*WHAT TO DO:*
Search the records below for the string "walls" and copy each line where it turns up.

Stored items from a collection
'''
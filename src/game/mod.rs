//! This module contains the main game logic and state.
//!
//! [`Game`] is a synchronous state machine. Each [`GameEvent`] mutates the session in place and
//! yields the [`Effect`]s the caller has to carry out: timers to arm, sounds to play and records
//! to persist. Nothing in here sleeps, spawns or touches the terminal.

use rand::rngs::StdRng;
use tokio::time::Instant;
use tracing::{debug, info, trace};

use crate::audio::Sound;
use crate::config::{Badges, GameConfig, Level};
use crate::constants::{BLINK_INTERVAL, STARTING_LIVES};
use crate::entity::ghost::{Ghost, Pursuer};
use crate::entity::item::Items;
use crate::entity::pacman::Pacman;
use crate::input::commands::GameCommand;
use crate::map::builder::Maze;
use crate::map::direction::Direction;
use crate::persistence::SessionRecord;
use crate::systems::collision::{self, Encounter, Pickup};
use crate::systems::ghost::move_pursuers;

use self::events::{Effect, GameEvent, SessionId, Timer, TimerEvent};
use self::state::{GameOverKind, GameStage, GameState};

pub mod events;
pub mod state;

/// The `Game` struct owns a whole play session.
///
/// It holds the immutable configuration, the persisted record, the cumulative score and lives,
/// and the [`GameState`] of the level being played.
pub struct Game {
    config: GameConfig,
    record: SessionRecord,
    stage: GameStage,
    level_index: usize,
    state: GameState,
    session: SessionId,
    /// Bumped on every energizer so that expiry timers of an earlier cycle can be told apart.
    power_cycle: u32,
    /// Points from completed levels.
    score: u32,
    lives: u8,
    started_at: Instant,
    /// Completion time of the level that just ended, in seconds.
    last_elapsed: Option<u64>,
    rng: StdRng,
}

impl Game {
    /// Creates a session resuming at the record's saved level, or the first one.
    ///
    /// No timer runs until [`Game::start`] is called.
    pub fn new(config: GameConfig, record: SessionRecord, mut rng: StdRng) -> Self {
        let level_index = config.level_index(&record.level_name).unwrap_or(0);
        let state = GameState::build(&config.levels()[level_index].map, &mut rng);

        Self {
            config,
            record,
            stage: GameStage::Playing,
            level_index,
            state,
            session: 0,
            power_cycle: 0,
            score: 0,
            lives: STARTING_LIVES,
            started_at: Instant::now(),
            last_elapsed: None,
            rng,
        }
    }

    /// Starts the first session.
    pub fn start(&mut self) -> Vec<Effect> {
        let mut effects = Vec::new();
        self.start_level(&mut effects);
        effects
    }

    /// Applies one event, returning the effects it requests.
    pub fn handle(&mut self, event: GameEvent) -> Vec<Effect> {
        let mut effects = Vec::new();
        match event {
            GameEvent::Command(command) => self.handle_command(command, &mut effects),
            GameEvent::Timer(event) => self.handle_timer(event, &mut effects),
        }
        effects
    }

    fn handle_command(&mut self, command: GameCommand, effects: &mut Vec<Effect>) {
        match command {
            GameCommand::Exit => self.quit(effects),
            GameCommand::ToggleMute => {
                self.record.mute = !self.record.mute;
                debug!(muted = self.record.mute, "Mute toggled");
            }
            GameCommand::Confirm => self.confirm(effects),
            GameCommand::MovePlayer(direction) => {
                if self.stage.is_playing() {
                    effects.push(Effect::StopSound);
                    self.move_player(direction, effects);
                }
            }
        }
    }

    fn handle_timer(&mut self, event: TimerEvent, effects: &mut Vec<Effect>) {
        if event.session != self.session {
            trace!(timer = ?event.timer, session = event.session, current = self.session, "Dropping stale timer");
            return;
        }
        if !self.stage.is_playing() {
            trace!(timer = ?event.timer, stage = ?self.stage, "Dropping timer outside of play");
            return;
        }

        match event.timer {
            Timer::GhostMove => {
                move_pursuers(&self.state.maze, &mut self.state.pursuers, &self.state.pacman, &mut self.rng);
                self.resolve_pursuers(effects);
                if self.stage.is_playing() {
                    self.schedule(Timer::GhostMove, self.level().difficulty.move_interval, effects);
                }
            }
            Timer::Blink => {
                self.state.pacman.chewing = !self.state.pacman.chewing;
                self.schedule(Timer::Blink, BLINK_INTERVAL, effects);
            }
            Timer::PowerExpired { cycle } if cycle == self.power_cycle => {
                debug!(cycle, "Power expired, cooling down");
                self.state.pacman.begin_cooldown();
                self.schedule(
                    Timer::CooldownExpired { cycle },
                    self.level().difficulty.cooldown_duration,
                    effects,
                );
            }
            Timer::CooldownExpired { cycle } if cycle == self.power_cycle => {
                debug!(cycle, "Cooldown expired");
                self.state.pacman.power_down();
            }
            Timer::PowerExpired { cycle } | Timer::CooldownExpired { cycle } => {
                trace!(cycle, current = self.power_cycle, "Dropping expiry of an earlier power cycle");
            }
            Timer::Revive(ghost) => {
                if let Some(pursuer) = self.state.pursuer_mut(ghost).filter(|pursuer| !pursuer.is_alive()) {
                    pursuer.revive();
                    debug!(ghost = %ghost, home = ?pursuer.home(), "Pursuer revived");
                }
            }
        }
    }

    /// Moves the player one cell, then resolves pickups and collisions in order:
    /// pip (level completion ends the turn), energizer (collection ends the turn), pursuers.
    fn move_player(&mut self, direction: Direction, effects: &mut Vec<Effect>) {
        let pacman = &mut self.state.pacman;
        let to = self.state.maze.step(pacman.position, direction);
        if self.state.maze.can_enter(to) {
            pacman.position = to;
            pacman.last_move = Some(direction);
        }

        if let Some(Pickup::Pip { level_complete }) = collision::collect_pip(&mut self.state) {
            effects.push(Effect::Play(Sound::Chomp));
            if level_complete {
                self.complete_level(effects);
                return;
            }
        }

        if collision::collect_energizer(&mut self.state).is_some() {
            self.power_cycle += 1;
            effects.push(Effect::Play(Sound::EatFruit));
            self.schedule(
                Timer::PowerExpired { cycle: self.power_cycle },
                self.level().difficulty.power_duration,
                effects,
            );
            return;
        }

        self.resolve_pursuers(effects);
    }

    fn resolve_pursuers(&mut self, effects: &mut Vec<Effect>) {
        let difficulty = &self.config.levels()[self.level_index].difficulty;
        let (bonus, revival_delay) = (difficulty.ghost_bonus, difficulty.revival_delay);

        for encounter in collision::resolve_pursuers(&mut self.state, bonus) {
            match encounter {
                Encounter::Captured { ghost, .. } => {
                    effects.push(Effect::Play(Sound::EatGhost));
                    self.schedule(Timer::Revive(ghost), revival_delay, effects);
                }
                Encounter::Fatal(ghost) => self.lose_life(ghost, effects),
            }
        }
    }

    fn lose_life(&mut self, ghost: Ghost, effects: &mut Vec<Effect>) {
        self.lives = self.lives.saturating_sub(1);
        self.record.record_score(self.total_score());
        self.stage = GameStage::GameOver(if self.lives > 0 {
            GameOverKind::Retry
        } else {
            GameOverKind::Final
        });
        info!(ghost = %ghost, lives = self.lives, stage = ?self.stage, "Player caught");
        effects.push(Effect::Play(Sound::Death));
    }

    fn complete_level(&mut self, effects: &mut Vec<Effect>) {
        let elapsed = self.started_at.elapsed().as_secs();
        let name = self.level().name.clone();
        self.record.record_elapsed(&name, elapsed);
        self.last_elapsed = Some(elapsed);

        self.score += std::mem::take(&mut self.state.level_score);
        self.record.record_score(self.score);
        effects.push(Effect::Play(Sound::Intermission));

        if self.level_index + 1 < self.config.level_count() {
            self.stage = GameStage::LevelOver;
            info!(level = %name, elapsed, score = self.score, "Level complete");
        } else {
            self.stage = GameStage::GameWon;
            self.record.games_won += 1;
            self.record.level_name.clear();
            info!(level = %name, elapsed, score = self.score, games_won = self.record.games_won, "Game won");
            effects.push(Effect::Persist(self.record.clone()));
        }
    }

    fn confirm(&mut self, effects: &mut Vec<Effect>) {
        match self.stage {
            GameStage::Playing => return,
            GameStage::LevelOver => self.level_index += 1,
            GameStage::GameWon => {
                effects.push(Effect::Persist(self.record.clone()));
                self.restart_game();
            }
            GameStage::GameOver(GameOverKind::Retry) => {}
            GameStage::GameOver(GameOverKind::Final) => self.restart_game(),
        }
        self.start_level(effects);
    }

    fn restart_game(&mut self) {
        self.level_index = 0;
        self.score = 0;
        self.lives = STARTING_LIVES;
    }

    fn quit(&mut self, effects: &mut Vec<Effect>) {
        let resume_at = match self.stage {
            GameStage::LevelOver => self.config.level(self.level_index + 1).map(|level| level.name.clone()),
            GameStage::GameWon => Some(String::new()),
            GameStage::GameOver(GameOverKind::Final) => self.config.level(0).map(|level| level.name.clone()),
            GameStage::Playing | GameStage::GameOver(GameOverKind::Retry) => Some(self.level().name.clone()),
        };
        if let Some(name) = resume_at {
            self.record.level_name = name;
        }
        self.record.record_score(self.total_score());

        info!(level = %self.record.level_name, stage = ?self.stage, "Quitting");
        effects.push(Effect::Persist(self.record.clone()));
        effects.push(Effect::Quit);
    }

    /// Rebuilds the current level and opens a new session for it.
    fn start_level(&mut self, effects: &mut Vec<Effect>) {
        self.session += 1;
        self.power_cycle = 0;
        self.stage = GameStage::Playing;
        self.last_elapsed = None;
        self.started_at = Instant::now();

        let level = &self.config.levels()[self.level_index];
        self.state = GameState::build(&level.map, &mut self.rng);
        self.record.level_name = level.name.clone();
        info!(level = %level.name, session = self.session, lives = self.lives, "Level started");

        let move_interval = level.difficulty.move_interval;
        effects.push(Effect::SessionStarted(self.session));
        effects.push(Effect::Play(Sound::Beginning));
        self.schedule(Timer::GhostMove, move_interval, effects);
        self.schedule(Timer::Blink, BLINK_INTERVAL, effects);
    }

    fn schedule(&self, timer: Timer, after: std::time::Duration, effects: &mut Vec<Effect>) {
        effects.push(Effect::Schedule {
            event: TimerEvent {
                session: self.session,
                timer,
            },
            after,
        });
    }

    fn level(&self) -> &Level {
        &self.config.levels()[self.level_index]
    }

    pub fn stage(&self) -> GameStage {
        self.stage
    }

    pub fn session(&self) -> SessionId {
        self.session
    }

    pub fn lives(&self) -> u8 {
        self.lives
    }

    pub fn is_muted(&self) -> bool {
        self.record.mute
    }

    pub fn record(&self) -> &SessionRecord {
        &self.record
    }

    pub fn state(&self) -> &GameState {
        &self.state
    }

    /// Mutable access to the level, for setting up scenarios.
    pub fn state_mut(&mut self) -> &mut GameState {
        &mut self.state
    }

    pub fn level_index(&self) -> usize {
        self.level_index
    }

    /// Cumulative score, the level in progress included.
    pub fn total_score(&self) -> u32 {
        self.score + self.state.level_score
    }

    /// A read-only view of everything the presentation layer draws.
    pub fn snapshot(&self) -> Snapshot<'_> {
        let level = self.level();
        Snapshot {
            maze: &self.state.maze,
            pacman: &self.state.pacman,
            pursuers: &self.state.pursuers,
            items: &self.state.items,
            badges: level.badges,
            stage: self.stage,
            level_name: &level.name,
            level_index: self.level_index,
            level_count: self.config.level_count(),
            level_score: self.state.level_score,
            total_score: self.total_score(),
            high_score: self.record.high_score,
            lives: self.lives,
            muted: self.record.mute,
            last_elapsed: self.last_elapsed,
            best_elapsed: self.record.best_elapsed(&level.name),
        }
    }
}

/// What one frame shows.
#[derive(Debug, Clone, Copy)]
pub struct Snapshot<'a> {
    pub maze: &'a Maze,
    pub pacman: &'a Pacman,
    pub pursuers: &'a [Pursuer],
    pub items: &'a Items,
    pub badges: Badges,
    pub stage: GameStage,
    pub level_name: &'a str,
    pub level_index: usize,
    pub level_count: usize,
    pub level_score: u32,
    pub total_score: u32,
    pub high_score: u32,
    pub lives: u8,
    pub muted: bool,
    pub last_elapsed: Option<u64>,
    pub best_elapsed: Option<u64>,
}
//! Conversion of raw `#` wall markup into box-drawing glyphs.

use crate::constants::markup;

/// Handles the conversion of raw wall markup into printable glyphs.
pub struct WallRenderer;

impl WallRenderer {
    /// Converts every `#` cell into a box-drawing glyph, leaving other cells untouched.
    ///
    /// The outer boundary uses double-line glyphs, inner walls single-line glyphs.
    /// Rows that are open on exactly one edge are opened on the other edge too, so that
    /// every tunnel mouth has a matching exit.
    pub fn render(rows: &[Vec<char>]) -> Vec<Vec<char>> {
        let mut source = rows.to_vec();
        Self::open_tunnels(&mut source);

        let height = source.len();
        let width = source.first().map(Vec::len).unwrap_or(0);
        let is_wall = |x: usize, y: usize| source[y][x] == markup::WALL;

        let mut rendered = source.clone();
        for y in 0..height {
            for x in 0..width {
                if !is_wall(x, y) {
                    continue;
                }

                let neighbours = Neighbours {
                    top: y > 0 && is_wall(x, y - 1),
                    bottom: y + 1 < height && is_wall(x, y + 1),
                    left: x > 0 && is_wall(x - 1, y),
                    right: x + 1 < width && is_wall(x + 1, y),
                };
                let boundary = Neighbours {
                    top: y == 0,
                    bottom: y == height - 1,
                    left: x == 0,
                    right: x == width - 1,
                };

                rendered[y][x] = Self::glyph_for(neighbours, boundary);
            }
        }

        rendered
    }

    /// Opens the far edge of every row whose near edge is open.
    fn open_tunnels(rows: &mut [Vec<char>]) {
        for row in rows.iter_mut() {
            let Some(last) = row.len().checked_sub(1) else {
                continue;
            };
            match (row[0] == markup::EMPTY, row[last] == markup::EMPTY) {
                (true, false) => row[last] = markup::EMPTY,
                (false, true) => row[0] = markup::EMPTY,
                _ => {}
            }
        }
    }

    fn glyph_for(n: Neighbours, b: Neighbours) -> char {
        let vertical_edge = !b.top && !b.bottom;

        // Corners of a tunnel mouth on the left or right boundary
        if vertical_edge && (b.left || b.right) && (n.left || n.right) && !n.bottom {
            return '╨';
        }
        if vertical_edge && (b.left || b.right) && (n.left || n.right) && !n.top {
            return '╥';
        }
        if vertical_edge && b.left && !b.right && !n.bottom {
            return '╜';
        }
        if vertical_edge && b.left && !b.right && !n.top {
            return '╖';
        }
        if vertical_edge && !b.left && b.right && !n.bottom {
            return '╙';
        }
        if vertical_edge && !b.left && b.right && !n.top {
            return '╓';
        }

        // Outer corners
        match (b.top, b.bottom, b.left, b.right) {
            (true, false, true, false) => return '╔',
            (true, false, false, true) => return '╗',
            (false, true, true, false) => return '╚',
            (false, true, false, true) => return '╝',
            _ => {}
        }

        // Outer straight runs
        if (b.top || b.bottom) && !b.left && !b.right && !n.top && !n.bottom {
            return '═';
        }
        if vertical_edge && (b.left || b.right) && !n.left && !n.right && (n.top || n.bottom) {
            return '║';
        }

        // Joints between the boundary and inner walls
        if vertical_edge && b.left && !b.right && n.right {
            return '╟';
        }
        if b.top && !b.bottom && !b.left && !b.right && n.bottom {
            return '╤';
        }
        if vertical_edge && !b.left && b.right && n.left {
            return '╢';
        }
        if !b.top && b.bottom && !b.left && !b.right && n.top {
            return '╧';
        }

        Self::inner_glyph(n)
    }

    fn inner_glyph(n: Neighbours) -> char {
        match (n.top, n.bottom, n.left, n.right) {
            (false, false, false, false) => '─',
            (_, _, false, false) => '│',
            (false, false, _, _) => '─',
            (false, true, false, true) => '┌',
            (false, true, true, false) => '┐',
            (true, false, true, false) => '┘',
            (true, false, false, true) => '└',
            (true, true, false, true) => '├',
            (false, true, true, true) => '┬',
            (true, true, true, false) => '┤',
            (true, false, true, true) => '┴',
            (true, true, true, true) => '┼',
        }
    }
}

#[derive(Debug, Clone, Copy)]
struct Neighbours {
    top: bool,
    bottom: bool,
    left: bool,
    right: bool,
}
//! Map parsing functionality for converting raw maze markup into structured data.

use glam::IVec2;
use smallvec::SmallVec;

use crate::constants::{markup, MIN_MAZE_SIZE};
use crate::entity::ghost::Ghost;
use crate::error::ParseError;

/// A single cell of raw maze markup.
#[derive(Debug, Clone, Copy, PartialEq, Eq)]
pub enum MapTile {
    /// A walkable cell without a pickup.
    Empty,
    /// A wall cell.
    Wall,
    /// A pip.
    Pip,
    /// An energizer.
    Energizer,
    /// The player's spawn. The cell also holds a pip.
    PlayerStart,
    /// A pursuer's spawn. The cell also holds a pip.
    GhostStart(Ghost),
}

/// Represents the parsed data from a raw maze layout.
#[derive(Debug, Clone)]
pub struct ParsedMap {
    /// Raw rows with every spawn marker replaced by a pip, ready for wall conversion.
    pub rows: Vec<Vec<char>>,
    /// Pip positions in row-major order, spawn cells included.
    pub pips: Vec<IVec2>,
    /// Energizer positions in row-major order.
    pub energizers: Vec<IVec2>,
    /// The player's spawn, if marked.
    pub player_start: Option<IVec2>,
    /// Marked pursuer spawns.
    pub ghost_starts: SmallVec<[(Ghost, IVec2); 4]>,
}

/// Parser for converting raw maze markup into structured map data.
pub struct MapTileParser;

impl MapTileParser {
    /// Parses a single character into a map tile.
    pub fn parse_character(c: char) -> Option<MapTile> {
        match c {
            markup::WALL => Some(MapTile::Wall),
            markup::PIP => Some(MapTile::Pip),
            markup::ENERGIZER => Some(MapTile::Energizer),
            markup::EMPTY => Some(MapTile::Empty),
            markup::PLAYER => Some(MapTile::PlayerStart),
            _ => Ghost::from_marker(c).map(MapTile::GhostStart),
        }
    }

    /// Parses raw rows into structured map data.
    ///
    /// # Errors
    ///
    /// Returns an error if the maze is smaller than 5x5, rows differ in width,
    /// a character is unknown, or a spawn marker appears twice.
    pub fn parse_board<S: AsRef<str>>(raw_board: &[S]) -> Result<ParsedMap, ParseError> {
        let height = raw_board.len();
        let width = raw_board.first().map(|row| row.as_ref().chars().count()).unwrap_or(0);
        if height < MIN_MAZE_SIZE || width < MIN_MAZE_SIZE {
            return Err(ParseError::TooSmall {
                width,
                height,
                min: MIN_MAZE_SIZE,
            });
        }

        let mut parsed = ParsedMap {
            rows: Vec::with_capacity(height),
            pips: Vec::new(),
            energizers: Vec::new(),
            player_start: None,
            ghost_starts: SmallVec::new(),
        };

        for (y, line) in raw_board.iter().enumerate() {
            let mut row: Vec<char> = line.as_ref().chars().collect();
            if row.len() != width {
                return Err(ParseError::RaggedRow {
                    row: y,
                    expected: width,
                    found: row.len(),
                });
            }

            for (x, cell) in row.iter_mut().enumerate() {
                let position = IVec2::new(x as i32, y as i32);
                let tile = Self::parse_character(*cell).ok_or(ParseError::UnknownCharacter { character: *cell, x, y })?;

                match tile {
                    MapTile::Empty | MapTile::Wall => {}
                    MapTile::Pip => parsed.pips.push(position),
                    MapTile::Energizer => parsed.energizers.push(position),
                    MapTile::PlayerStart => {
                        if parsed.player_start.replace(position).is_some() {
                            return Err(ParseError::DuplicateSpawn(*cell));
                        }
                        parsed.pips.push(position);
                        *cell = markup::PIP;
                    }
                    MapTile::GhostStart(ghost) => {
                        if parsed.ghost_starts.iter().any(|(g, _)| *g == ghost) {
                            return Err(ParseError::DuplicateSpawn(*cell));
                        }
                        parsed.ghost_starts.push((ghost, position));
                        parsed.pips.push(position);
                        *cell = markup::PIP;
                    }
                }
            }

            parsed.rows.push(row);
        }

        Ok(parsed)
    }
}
'''
*RESPONSE TO THIS EXERCISE:*
    /// The outer boundary uses double-line glyphs, inner walls single-line glyphs.
        // Joints between the boundary and inner walls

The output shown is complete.